Unable to match pattern

harendra-kumar commented 3 years ago

I have a benchmark named All.Unicode.Stream/o-1-space.ungroup-group.US.unlines . S.splitOnSuffix ([Word8]) (1/10). I am able to substring match the benchmark as follows:

Unicode.Stream -p "/All.Unicode.Stream\/o-1-space.ungroup-group.US.unlines . S.splitOnSuffix ([Word8]) (1\/10)/"
All
  Unicode.Stream/o-1-space
    ungroup-group
      US.unlines . S.splitOnSuffix ([Word8]) (1/10): OK (0.55s)
        182 ms ±  17 ms

All 1 tests passed (0.55s)

But I need an exact match instead of substring match so I use an awk pattern like this:

Unicode.Stream -p '$0 == "All.Unicode.Stream\/o-1-space.ungroup-group.US.unlines . S.splitOnSuffix ([Word8]) (1\/10)"'
option -p: Could not parse pattern

Usage: Unicode.Stream [-p|--pattern PATTERN] [-t|--timeout DURATION]
                      [-l|--list-tests] [-j|--num-threads NUMBER] [-q|--quiet]
                      [--hide-successes] [--color never|always|auto]
                      [--ansi-tricks ARG] [--baseline ARG] [--csv ARG]
                      [--svg ARG] [--stdev ARG] [--fail-if-slower ARG]
                      [--fail-if-faster ARG]

It fails with option -p: Could not parse pattern. Can someone tell me what's wrong with this? Is there any way some debug information can be printed which can tell why it could not parse pattern?

Bodigrim commented 3 years ago

No need to escape slashes:

> MYBENCH=`cabal list-bin streamly-benchmarks:Unicode.Stream`
> $MYBENCH -p '$0 == "All.Unicode.Stream/o-1-space.ungroup-group.unlines . splitOnSuffix ([Word8]) (1/10)"'
Using small input file: benchmark-tmp/in-10MB.txt
Using big input file: benchmark-tmp/in-100MB.txt
Using output file: benchmark-tmp/out.txt
All
  Unicode.Stream/o-1-space
    ungroup-group
      unlines . splitOnSuffix ([Word8]) (1/10): OK (2.13s)
        299 ms ±  26 ms

In a more complex cases a sed incantation for correct escaping could be useful:

$MYBENCH -l | sed -e 's/[\"]/\\\\\\&/g' | while read name; do $MYBENCH -p '$0 == "'$name'"'; done

Parsing patterns is completely up to tasty. It would be nice to get a more specific parsing error indeed.

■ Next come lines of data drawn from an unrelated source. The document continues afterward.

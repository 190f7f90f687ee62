//! Embedding provider.
//!
//! `OpenAiCompatEmbedding` calls any `/v1/embeddings` endpoint. Vectors
//! are L2-normalized on receipt so the vector store can use inner product
//! as cosine similarity.

use std::sync::Arc;
use std::time::Duration;

use async_trait::async_trait;
use backoff::ExponentialBackoffBuilder;
use reqwest::Client;
use serde::{Deserialize, Serialize};
use serde_json::{json, Value};
use tracing::warn;

use strata_common::{ComponentRecord, InputType, ProviderError, StrataError};

#[async_trait]
pub trait EmbeddingModel: Send + Sync {
    /// Embed `texts` in order; returns one vector per input.
    async fn embed(
        &self,
        texts: &[String],
        input_type: InputType,
    ) -> Result<Vec<Vec<f32>>, ProviderError>;

    /// Stable output dimensionality.
    fn dimension(&self) -> usize;

    fn to_record(&self) -> ComponentRecord;
}

#[derive(Debug, Clone, Serialize, Deserialize)]
pub struct EmbeddingConfig {
    pub model: String,
    pub dimension: usize,
    #[serde(default)]
    pub base_url: Option<String>,
    #[serde(default, skip_serializing)]
    pub api_key: Option<String>,
}

impl Default for EmbeddingConfig {
    fn default() -> Self {
        Self {
            model: "text-embedding-3-small".to_string(),
            dimension: 1536,
            base_url: None,
            api_key: None,
        }
    }
}

/// Embedding client for OpenAI-compatible endpoints.
pub struct OpenAiCompatEmbedding {
    cfg: EmbeddingConfig,
    client: Client,
}

impl OpenAiCompatEmbedding {
    pub fn new(cfg: EmbeddingConfig) -> Self {
        Self { cfg, client: Client::new() }
    }

    fn endpoint(&self) -> String {
        let base = self
            .cfg
            .base_url
            .as_deref()
            .unwrap_or("https://api.openai.com")
            .trim_end_matches('/');
        format!("{base}/v1/embeddings")
    }

    fn resolve_key(&self) -> String {
        self.cfg
            .api_key
            .clone()
            .or_else(|| std::env::var("OPENAI_API_KEY").ok())
            .unwrap_or_default()
    }

    async fn send_once(&self, texts: &[String]) -> Result<Vec<Vec<f32>>, ProviderError> {
        let body = json!({
            "model": &self.cfg.model,
            "input": texts,
        });
        let resp = self
            .client
            .post(self.endpoint())
            .bearer_auth(self.resolve_key())
            .json(&body)
            .send()
            .await
            .map_err(|e| ProviderError::Transient(e.to_string()))?;

        let status = resp.status().as_u16();
        let text = resp
            .text()
            .await
            .map_err(|e| ProviderError::Transient(e.to_string()))?;
        if !(200..300).contains(&status) {
            return Err(ProviderError::from_status(status, text));
        }

        let reply: Value = serde_json::from_str(&text)
            .map_err(|e| ProviderError::Permanent(format!("malformed embeddings body: {e}")))?;
        let data = reply["data"]
            .as_array()
            .ok_or_else(|| ProviderError::Permanent("embeddings reply has no data".into()))?;
        if data.len() != texts.len() {
            return Err(ProviderError::Permanent(format!(
                "expected {} embeddings, got {}",
                texts.len(),
                data.len()
            )));
        }

        let mut vectors = Vec::with_capacity(data.len());
        for entry in data {
            let mut vector: Vec<f32> = entry["embedding"]
                .as_array()
                .ok_or_else(|| ProviderError::Permanent("embedding entry is not an array".into()))?
                .iter()
                .map(|v| v.as_f64().unwrap_or(0.0) as f32)
                .collect();
            l2_normalize(&mut vector);
            vectors.push(vector);
        }
        Ok(vectors)
    }
}

#[async_trait]
impl EmbeddingModel for OpenAiCompatEmbedding {
    async fn embed(
        &self,
        texts: &[String],
        _input_type: InputType,
    ) -> Result<Vec<Vec<f32>>, ProviderError> {
        if texts.is_empty() {
            return Ok(vec![]);
        }
        let policy = ExponentialBackoffBuilder::new()
            .with_initial_interval(Duration::from_millis(500))
            .with_max_elapsed_time(Some(Duration::from_secs(60)))
            .build();

        backoff::future::retry(policy, || async move {
            self.send_once(texts).await.map_err(|e| {
                if e.is_transient() {
                    warn!(model = %self.cfg.model, error = %e, "transient embedding error, retrying");
                    backoff::Error::transient(e)
                } else {
                    backoff::Error::permanent(e)
                }
            })
        })
        .await
    }

    fn dimension(&self) -> usize {
        self.cfg.dimension
    }

    fn to_record(&self) -> ComponentRecord {
        ComponentRecord::new(
            "OpenAiCompatEmbedding",
            serde_json::to_value(&self.cfg).unwrap_or(Value::Null),
        )
    }
}

/// Scale a vector to unit length. Zero vectors are left untouched.
pub fn l2_normalize(vector: &mut [f32]) {
    let norm = vector.iter().map(|x| x * x).sum::<f32>().sqrt();
    if norm > 0.0 {
        for x in vector.iter_mut() {
            *x /= norm;
        }
    }
}

/// Re-hydrate an embedding model from a persisted record.
pub fn from_record(record: &ComponentRecord) -> Result<Arc<dyn EmbeddingModel>, StrataError> {
    match record.subclass_name.as_str() {
        "OpenAiCompatEmbedding" => {
            let cfg: EmbeddingConfig = serde_json::from_value(record.params.clone())?;
            Ok(Arc::new(OpenAiCompatEmbedding::new(cfg)))
        }
        other => Err(StrataError::UnknownComponent(format!("embedding model `{other}`"))),
    }
}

harendra-kumar commented 3 years ago

It works if the benchmark name is specified directly on the command line as you did. But it does not work if the benchmark name is expanded from a shell variable. For example:

$ MYBENCH=`cabal list-bin streamly-benchmarks:Unicode.Stream`
$ BENCH_NAME="All.Unicode.Stream/o-1-space.ungroup-group.unlines . splitOnSuffix ([Word8]) (1/10)"
$ $MYBENCH -p '$0 == "'$BENCH_NAME'"'
Using small input file: benchmark-tmp/in-10MB.txt
Using big input file: benchmark-tmp/in-100MB.txt
Using output file: benchmark-tmp/out.txt
option -p: Could not parse pattern

Usage: Unicode.Stream [-p|--pattern PATTERN] [-t|--timeout DURATION]
                      [-l|--list-tests] [-j|--num-threads NUMBER] [-q|--quiet]
                      [--hide-successes] [--color never|always|auto]
                      [--ansi-tricks ARG] [--baseline ARG] [--csv ARG]
                      [--svg ARG] [--stdev ARG] [--fail-if-slower ARG]
                      [--fail-if-faster ARG]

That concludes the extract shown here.